The transition to a cleaner energy economy rests on three pillars: moving from fossil fuels to electricity wherever possible, generating electricity with low or zero carbon emissions, and using energy much more efficiently. This means building new sources of zero- and low-carbon energy, including wind, solar, and nuclear; electrifying vehicles, heating systems, and many other products and processes; and investing in making buildings, appliances, and manufacturing more energy efficient.

Meeting these targets requires a large-scale shift away from ongoing spending on fossil fuels and toward up-front capital investments in clean energy technologies. Many of those, such as wind and solar, have little or no fuel cost once built. Given an appropriate policy framework, we expect these investments to be made largely by the private sector and consumers, and to yield significant returns. Because of the large capital investments and the long-term savings in fuel costs, this shift presents significant opportunities for many American investors and businesses. Notably, shifting the U.S. to a low-carbon, clean energy system presents not just long term benefits but also immediate, near-term opportunities, particularly for those actors best positioned to capitalize on these trends.

Our Modeling

Our conclusions are based on a sophisticated energy, economic and infrastructure planning model that compares scenarios through 2050. Each of the four pathways we modeled would achieve an 80 percent reduction in carbon emissions by 2050, and would do one of the following1:

  • Rely heavily on renewable energy;
  • Significantly expand reliance on nuclear power;
  • Include a substantial amount of fossil fuel power plants with carbon capture and storage; or
  • Generate electricity from a relatively even mix of these three zero- and low-carbon resources (the Mixed Resources pathway).

Our Modeling

Each pathway also assumes a different combination of transportation fuels (electricity, biofuels, and fossil fuels).

For each of these pathways, we modeled changes in nationwide and sectoral energy use, electricity use, fuel use, carbon emissions, and investment. We do not endorse any specific pathway.

Figure 1 ES. Average Annual Additional Capital Investments and Fuel Expenditures by Decade

Average Annual Additional Capital Investments and Fuel Expenditures by Decade

Figure ES-1 depicts the annual changes (from reference case levels) in investments and fuel expenditures averaged over three decadal periods for the Mixed Resources pathway.

The PATHWAYS Model

We modeled four distinct pathways that could achieve economy-wide reductions in CO2 emissions of 80 percent below 1990 levels, and compare results to a “business-as-usual” pathway we call the High-Carbon Reference Case.
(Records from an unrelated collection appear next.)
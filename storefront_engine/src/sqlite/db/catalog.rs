use log::trace;
use sqlx::{QueryBuilder, Sqlite, SqliteConnection};

use crate::{
    db_types::{NewProduct, Product, ProductUpdate},
    traits::{CatalogError, ProductQuery},
};

pub async fn fetch_products(query: ProductQuery, conn: &mut SqliteConnection) -> Result<Vec<Product>, sqlx::Error> {
    let mut builder = QueryBuilder::<Sqlite>::new("SELECT * FROM products WHERE 1 = 1");
    if !query.include_inactive {
        builder.push(" AND active = TRUE");
    }
    if let Some(category) = query.category {
        builder.push(" AND lower(category) = lower(");
        builder.push_bind(category);
        builder.push(")");
    }
    if let Some(search) = query.search {
        let pattern = format!("%{}%", search.to_lowercase());
        builder.push(" AND (lower(name) LIKE ");
        builder.push_bind(pattern.clone());
        builder.push(" OR lower(description) LIKE ");
        builder.push_bind(pattern);
        builder.push(")");
    }
    builder.push(" ORDER BY name ASC");
    trace!("🗃️ Executing query: {}", builder.sql());
    builder.build_query_as::<Product>().fetch_all(conn).await
}

pub async fn fetch_product_by_slug(slug: &str, conn: &mut SqliteConnection) -> Result<Option<Product>, sqlx::Error> {
    sqlx::query_as("SELECT * FROM products WHERE slug = $1").bind(slug).fetch_optional(conn).await
}

pub async fn fetch_products_by_ids(ids: &[i64], conn: &mut SqliteConnection) -> Result<Vec<Product>, sqlx::Error> {
    if ids.is_empty() {
        return Ok(Vec::new());
    }
    let mut builder = QueryBuilder::<Sqlite>::new("SELECT * FROM products WHERE id IN (");
    let mut list = builder.separated(", ");
    for id in ids {
        list.push_bind(*id);
    }
    list.push_unseparated(")");
    builder.build_query_as::<Product>().fetch_all(conn).await
}

/// Inserts a product, or replaces every field of the existing product with the same slug.
pub async fn upsert_product(product: NewProduct, conn: &mut SqliteConnection) -> Result<Product, sqlx::Error> {
    sqlx::query_as(
        r#"
            INSERT INTO products (slug, name, description, price, stock, active, category, image_url)
            VALUES ($1, $2, $3, $4, $5, $6, $7, $8)
            ON CONFLICT (slug) DO UPDATE SET
                name = excluded.name,
                description = excluded.description,
                price = excluded.price,
                stock = excluded.stock,
                active = excluded.active,
                category = excluded.category,
                image_url = excluded.image_url,
                updated_at = CURRENT_TIMESTAMP
            RETURNING *;
        "#,
    )
    .bind(product.slug)
    .bind(product.name)
    .bind(product.description)
    .bind(product.price)
    .bind(product.stock)
    .bind(product.active)
    .bind(product.category)
    .bind(product.image_url)
    .fetch_one(conn)
    .await
}

pub async fn update_product(
    id: i64,
    update: ProductUpdate,
    conn: &mut SqliteConnection,
) -> Result<Product, CatalogError> {
    if update.is_empty() {
        return Err(CatalogError::EmptyUpdate);
    }
    let mut builder = QueryBuilder::<Sqlite>::new("UPDATE products SET updated_at = CURRENT_TIMESTAMP, ");
    let mut set_clause = builder.separated(", ");
    if let Some(name) = update.name {
        set_clause.push("name = ");
        set_clause.push_bind_unseparated(name);
    }
    if let Some(description) = update.description {
        set_clause.push("description = ");
        set_clause.push_bind_unseparated(description);
    }
    if let Some(price) = update.price {
        set_clause.push("price = ");
        set_clause.push_bind_unseparated(price);
    }
    if let Some(stock) = update.stock {
        set_clause.push("stock = ");
        set_clause.push_bind_unseparated(stock);
    }
    if let Some(active) = update.active {
        set_clause.push("active = ");
        set_clause.push_bind_unseparated(active);
    }
    if let Some(category) = update.category {
        set_clause.push("category = ");
        set_clause.push_bind_unseparated(category);
    }
    if let Some(image_url) = update.image_url {
        set_clause.push("image_url = ");
        set_clause.push_bind_unseparated(image_url);
    }
    builder.push(" WHERE id = ");
    builder.push_bind(id);
    builder.push(" RETURNING *");
    trace!("🗃️ Executing query: {}", builder.sql());
    let product: Option<Product> = builder.build_query_as().fetch_optional(conn).await?;
    product.ok_or_else(|| CatalogError::ProductNotFound(format!("id {id}")))
}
Three of these pathways each rely significantly on one of the three major types of low- and zero-carbon electricity: renewable energy, nuclear power, and fossil fuel power with carbon capture and storage (CCS). The fourth, labeled the “Mixed Resources” pathway, relies on a balanced blend of these three types of clean electricity. The Co-Chairs and the Risk Committee of the Risky Business Project do not endorse any one specific pathway.

The PATHWAYS Model Outputs

Explore the interactive figure below to see specifically how each of the four different pathways differ in terms of levelised costs and emissions.

Capital Investment Needs

Under our Mixed Resources pathway, we found that the total additional capital investment necessary to cut carbon emissions 80 percent economy-wide by 2050 would be2:

  • $220 billion per year from 2020 to 2030
  • $410 billion per year between 2030 and 2040
  • $360 billion per year between 2040 and 2050

Capital Investment Needs

These capital investments would significantly reduce fuel costs, with the savings growing every decade. The savings would be3:

  • $70 billion per year from 2020 to 2030
  • $370 billion per year from 2030 to 2040
  • $700 billion per year from 2040 to 2050

The largest additional investments would be in power generation ($55 billion per year); advanced biofuels ($45 billion per year); purchases of advanced light duty vehicles ($75 billion per year); and energy efficiency measures ($16 billion per year). Businesses that become leaders in these sectors could see large increases in revenue in the years ahead, while those that lag behind risk being left with stranded assets.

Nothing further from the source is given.